Example integration with Salt Edge:
from openbanking import OpenBankingClient
# Initialize via aggregator
client = OpenBankingClient(
client_id="your_app_id",
client_secret="your_secret",
redirect_uri="https://your-app.com/callback"
)
# User authorization
auth_url = client.get_authorization_url(scope=['accounts', 'transactions'])
# Redirect user → bank → callback with code
# Get transactions
transactions = client.get_transactions(
account_id="acc_123",
from_date="2024-01-01",
to_date="2024-12-31"
)
# ML processing
from your_ml import categorize, compute_score
categorized = categorize(transactions)
credit_score = compute_score(categorized)
Our Work Process
- Analysis: We study your business goals, select an aggregator, design the consent flow.
- Integration: Connect the Open Banking API, set up ETL for transactions using tools like Airbyte or custom pipelines.
- ML: Train categorization and scoring models on your data (few-shot), with anomaly detection via isolation forests.
- Testing: Load testing — 10k transactions/s, p99 latency <50ms, including failover scenarios.
- Deployment: Deploy in your environment, train your team on model monitoring and retraining.
What's Included in the Result
- Consent management dashboard for customers.
- ETL pipeline for transaction normalization.
- ML modules: categorization (50+ labels) and scoring (cash flow, affordability).
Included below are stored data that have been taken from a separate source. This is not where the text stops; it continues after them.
use tracing_subscriber::{layer::SubscriberExt, util::SubscriberInitExt, EnvFilter};

pub fn init_cli_logger(verbose: bool) {
    let filter = if verbose {
        EnvFilter::try_from_default_env()
            .unwrap_or_else(|_| EnvFilter::new("campaign_predictor=debug,info"))
    } else {
        EnvFilter::try_from_default_env()
            .unwrap_or_else(|_| EnvFilter::new("campaign_predictor=info"))
    };

    tracing_subscriber::registry()
        .with(filter)
        .with(
            tracing_subscriber::fmt::layer()
                .with_target(false)
                .with_thread_ids(false)
                .with_file(false)
                .with_line_number(false)
                .compact(),
        )
        .init();
}

/// JSON 格式日誌，供批次作業收集
pub fn init_json_logger() {
    let filter = EnvFilter::try_from_default_env()
        .unwrap_or_else(|_| EnvFilter::new("campaign_predictor=info"));

    tracing_subscriber::registry()
        .with(filter)
        .with(
            tracing_subscriber::fmt::layer()
                .with_target(false)
                .with_thread_ids(false)
                .with_file(false)
                .with_line_number(false)
                .json(),
        )
        .init();
}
- API documentation and operations manual.
- Team training (2 days).
- 3 months of support.
Timeline and How to Start
Turnkey development takes from 3 to 5 months. Exact timeline depends on aggregator choice and ML model complexity. Get a consultation from an engineer — we will assess your project and show a demo on real data. Order a pilot on your data: test scoring accuracy in 2 weeks. We guarantee FAPI compliance and integration experience with 10+ platforms.
According to the Revised Payment Services Directive (PSD2), access to bank data is mandatory for payment service providers.